Stored data:
****************************************

//! Event filters
//!
//! A filter decides which access events count toward a chart: the lookback
//! boundary, the selected environment, excluded actors and object domain, and
//! for drill-downs the selected namespace.

use std::collections::BTreeSet;

use chrono::{DateTime, Utc};
use egress_query::AccessEvent;

use crate::parser::CategoryParser;

/// A complete filter for access event aggregation
#[derive(Debug, Clone, PartialEq, Eq)]
pub struct Filter {
    /// Inclusive lower time boundary
    pub since: DateTime<Utc>,
    /// Environment the object name must parse to
    pub environment: String,
    /// Actors whose accesses are ignored
    pub excluded_actors: BTreeSet<String>,
    /// Object domain that is ignored
    pub excluded_domain: Option<String>,
    /// Namespace the object name must parse to (drill-down)
    pub namespace: Option<String>,
}

impl Filter {
    /// Create a new filter for an environment
    pub fn new(since: DateTime<Utc>, environment: impl Into<String>) -> Self {
        Self {
            since,
            environment: environment.into(),
            excluded_actors: BTreeSet::new(),
            excluded_domain: None,
            namespace: None,
        }
    }

    /// Ignore accesses by an actor
    pub fn with_excluded_actor(mut self, actor: impl Into<String>) -> Self {
        self.excluded_actors.insert(actor.into());
        self
    }

    /// Ignore accesses by several actors
    pub fn with_excluded_actors<I, S>(mut self, actors: I) -> Self
    where
        I: IntoIterator<Item = S>,
        S: Into<String>,
    {
        self.excluded_actors
            .extend(actors.into_iter().map(Into::into));
        self
    }

    /// Ignore objects of a domain
    pub fn with_excluded_domain(mut self, domain: impl Into<String>) -> Self {
        self.excluded_domain = Some(domain.into());
        self
    }

    /// Restrict to one namespace
    pub fn with_namespace(mut self, namespace: impl Into<String>) -> Self {
        self.namespace = Some(namespace.into());
        self
    }

    /// Check whether an event counts under this filter
    pub fn matches(&self, event: &AccessEvent, parser: &dyn CategoryParser) -> bool {
        let object = &event.object;

        if object.object_id.is_none() || event.timestamp < self.since {
            return false;
        }

        if self
            .excluded_domain
            .as_deref()
            .is_some_and(|domain| object.object_domain == domain)
        {
            return false;
        }

        if self.excluded_actors.contains(&event.user_name) {
            return false;
        }

        if parser.environment_of(&object.object_name) != self.environment {
            return false;
        }

        match &self.namespace {
            Some(namespace) => parser.namespace_of(&object.object_name) == *namespace,
            None => true,
        }
    }
}
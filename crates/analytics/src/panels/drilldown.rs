//! Drill-down panel
//!
//! Accesses per table inside one namespace. Table names are object names
//! with the `{namespace}_{environment}_` prefix removed.

use async_trait::async_trait;

use crate::aggregate::CategoryKey;
use crate::builder::CountRequest;
use crate::panels::{Panel, Selection};
use crate::settings::Settings;
use crate::window::TimeWindow;

/// Second-level panel grouping by table name
pub struct DrillDownPanel {
    namespace: String,
    selection: Selection,
}

impl DrillDownPanel {
    /// Create a new drill-down panel for a namespace
    pub fn new(namespace: impl Into<String>, selection: Selection) -> Self {
        Self {
            namespace: namespace.into(),
            selection,
        }
    }

    /// Namespace being drilled into
    pub fn namespace(&self) -> &str {
        &self.namespace
    }
}

#[async_trait]
impl Panel for DrillDownPanel {
    fn name(&self) -> &'static str {
        "drill_down"
    }

    fn title(&self) -> String {
        format!(
            "{} {} Data Egress",
            self.namespace,
            self.selection.object_set.label()
        )
    }

    fn selection(&self) -> &Selection {
        &self.selection
    }

    fn request(&self, settings: &Settings, window: &TimeWindow) -> CountRequest {
        let environment = &self.selection.environment;
        let filter = settings
            .filter(window.boundary, environment)
            .with_namespace(self.namespace.clone());

        CountRequest::new(
            self.selection.object_set,
            self.selection.period,
            filter,
            CategoryKey::table_name(self.namespace.clone(), environment.clone()),
        )
    }
}
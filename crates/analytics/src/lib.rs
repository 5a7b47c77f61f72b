//! Egress Analytics Engine
//!
//! Turns raw access history into stacked-area charts of data egress.
//!
//! # Overview
//!
//! This crate provides the analytics layer for egress, built on top of `egress-query`.
//! It includes:
//!
//! - **Periods**: Hourly, daily, and monthly bucketing with lookback windows
//! - **Parsers**: Environment and namespace extraction from object names
//! - **Aggregation**: Per-(category, bucket) counts under a filter
//! - **Pivot**: Dense, zero-filled tables with runtime-discovered columns
//! - **Series**: Chart specs with a default visible window
//! - **Panels**: Usage and drill-down charts, evaluated alone or as a dashboard
//! - **Query Builder**: Parameterized warehouse SQL for the same counts
//!
//! # Usage
//!
//! ```ignore
//! use egress_analytics::{AccessEngine, PeriodClass, Selection, Settings};
//!
//! let settings = Settings::from_config(&config)?;
//! let engine = AccessEngine::new(backend, Arc::new(settings));
//!
//! // Accesses per namespace over the last 31 days
//! let selection = Selection::new(PeriodClass::Daily, "PRD");
//! let usage = engine.usage(&selection).await?;
//!
//! // Accesses per table inside one namespace
//! let sales = engine.drill_down("SALES", &selection).await?;
//! ```

pub mod aggregate;
pub mod builder;
pub mod dashboard;
pub mod error;
pub mod filter;
pub mod panels;
pub mod parser;
pub mod period;
pub mod pivot;
pub mod series;
pub mod settings;
pub mod window;

#[cfg(test)]
mod filter_test;

// Re-exports for convenience
pub use aggregate::{CategoryKey, CountRow, aggregate};
pub use builder::{CountRequest, QueryBuilder, count_statement};
pub use dashboard::{Dashboard, DrillTargets};
pub use error::{AnalyticsError, Result};
pub use filter::Filter;
pub use panels::{AccessEngine, DrillDownPanel, Panel, PanelOutput, Selection, UsagePanel};
pub use parser::{CategoryParser, PatternParser};
pub use period::PeriodClass;
pub use pivot::{PivotRow, PivotTable};
pub use series::{ChartSeries, ChartSpec, default_window_start};
pub use settings::Settings;
pub use window::TimeWindow;
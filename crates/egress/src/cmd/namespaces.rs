//! Namespaces command - List namespaces seen in the lookback window

use std::path::Path;

use anyhow::{Context, Result};
use clap::Args;
use egress_query::OutputFormat;

use crate::cmd::{Runtime, SelectionArgs, parse_object_set};

/// Namespaces command arguments
#[derive(Args, Debug)]
pub struct NamespacesArgs {
    #[command(flatten)]
    pub selection: SelectionArgs,

    /// Object set (base, underlying, direct)
    #[arg(short, long, default_value = "base")]
    pub set: String,

    /// Output format (table, json)
    #[arg(short, long, default_value = "table")]
    pub format: String,
}

/// Run the namespaces command
pub async fn run(args: NamespacesArgs, config_path: Option<&Path>) -> Result<()> {
    let format: OutputFormat = args
        .format
        .parse()
        .map_err(|e| anyhow::anyhow!("invalid format: {}", e))?;
    let object_set = parse_object_set(&args.set)?;

    let runtime = Runtime::load(config_path)?;
    let selection = args.selection.selection(&runtime.settings, object_set)?;
    let engine = runtime.engine()?;

    let namespaces = engine
        .namespaces(&selection)
        .await
        .context("failed to discover namespaces")?;

    match format {
        OutputFormat::Json => println!("{}", serde_json::to_string_pretty(&namespaces)?),
        OutputFormat::Table | OutputFormat::Csv => {
            for namespace in &namespaces {
                println!("{}", namespace);
            }
        }
    }

    Ok(())
}
//! Event aggregation
//!
//! Groups filtered access events into counts per (category, bucket). Only
//! combinations that actually occur produce a row; zero filling happens in
//! the pivot step.

use std::collections::BTreeMap;

use chrono::{DateTime, Utc};
use egress_query::AccessEvent;
use serde::{Deserialize, Serialize};

use crate::filter::Filter;
use crate::parser::CategoryParser;
use crate::period::PeriodClass;

/// How an event's category is derived from its object name
#[derive(Debug, Clone, PartialEq, Eq)]
pub enum CategoryKey {
    /// Top level: the object's namespace
    Namespace,
    /// Drill-down: the table name inside one namespace
    TableName {
        /// Namespace being drilled into
        namespace: String,
        /// Selected environment
        environment: String,
    },
}

impl CategoryKey {
    /// Table names within `namespace` for `environment`
    pub fn table_name(namespace: impl Into<String>, environment: impl Into<String>) -> Self {
        Self::TableName {
            namespace: namespace.into(),
            environment: environment.into(),
        }
    }

    /// Category of an object name
    pub fn category_of(&self, object_name: &str, parser: &dyn CategoryParser) -> String {
        match self {
            Self::Namespace => parser.namespace_of(object_name),
            Self::TableName {
                namespace,
                environment,
            } => parser.strip_prefix(object_name, namespace, environment),
        }
    }
}

/// Count of matching events for one category in one bucket
#[derive(Debug, Clone, PartialEq, Eq, Serialize, Deserialize)]
pub struct CountRow {
    /// Category (namespace or table name)
    pub category: String,
    /// Bucket start
    pub bucket: DateTime<Utc>,
    /// Number of matching events
    pub count: u64,
}

impl CountRow {
    /// Create a new row
    pub fn new(category: impl Into<String>, bucket: DateTime<Utc>, count: u64) -> Self {
        Self {
            category: category.into(),
            bucket,
            count,
        }
    }
}

/// Aggregate events into per-(category, bucket) counts
///
/// Rows come back ordered by bucket, then category. Names that do not parse
/// are counted under the parser's sentinel category.
pub fn aggregate<'a>(
    events: impl IntoIterator<Item = &'a AccessEvent>,
    filter: &Filter,
    period: PeriodClass,
    key: &CategoryKey,
    parser: &dyn CategoryParser,
) -> Vec<CountRow> {
    let mut counts: BTreeMap<(DateTime<Utc>, String), u64> = BTreeMap::new();
    let mut seen = 0usize;
    let mut matched = 0usize;
    let mut anomalies = 0usize;

    for event in events {
        seen += 1;
        if !filter.matches(event, parser) {
            continue;
        }
        matched += 1;

        let category = key.category_of(&event.object.object_name, parser);
        if category == parser.sentinel() {
            anomalies += 1;
        }

        let bucket = period.truncate(event.timestamp);
        *counts.entry((bucket, category)).or_insert(0) += 1;
    }

    tracing::debug!(
        period = %period,
        events = seen,
        matched = matched,
        anomalies = anomalies,
        rows = counts.len(),
        "aggregated access events"
    );

    counts
        .into_iter()
        .map(|((bucket, category), count)| CountRow {
            category,
            bucket,
            count,
        })
        .collect()
}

****************************************

▶ Activity
Every line of the data above that includes "anyhow" should be listed.

▶ Exercise result
use anyhow::{Context, Result};
        .map_err(|e| anyhow::anyhow!("invalid format: {}", e))?;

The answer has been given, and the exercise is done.